— Instructions for the task —
Show the lines below that contain the string "identity".

— Material for this task —
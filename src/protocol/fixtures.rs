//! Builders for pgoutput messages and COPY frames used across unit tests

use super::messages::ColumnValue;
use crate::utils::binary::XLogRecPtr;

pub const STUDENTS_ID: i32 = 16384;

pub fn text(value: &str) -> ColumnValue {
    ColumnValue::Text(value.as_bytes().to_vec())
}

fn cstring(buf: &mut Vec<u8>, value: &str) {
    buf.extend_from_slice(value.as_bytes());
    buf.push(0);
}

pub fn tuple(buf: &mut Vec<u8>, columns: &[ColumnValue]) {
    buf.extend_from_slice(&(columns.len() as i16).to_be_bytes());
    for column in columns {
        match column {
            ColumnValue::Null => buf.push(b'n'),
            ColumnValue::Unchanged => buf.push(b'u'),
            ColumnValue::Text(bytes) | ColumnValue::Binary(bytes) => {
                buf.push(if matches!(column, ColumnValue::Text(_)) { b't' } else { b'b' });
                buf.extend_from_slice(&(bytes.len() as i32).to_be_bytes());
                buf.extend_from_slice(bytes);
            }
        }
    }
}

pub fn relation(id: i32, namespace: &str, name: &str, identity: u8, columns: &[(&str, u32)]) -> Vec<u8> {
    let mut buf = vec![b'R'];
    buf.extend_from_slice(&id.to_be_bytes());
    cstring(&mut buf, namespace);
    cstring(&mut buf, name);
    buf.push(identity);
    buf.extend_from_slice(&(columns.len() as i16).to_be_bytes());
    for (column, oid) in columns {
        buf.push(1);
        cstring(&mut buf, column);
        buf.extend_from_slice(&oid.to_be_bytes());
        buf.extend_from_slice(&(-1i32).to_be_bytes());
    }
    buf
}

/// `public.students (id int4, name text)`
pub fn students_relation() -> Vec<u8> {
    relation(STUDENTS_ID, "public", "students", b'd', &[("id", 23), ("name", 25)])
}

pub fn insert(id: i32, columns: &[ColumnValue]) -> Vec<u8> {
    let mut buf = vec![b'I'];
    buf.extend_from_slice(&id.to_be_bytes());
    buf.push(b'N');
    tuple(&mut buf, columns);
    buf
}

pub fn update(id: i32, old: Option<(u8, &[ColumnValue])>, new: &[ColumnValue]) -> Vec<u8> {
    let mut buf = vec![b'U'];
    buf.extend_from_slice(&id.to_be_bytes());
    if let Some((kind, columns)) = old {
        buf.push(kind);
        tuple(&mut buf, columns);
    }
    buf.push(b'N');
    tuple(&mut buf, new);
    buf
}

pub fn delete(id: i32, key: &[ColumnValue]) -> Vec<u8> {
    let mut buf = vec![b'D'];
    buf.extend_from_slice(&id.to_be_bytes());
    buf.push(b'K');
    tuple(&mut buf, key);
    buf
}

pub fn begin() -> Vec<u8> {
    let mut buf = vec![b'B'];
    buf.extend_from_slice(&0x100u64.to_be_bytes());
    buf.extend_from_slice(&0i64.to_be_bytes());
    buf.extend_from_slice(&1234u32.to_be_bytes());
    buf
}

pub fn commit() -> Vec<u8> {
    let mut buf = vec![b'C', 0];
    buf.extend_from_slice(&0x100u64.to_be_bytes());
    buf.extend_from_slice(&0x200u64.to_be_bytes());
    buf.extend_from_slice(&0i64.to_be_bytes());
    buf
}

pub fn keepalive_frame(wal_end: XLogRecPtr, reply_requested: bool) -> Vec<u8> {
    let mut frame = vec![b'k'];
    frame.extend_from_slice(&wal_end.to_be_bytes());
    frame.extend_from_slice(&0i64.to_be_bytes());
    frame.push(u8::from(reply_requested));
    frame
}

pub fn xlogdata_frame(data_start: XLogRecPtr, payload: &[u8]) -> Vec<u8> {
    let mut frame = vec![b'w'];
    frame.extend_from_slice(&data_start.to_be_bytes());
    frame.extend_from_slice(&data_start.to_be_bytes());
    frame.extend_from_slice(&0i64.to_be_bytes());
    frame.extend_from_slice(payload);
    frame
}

— Result of this exercise —
pub fn relation(id: i32, namespace: &str, name: &str, identity: u8, columns: &[(&str, u32)]) -> Vec<u8> {
    buf.push(identity);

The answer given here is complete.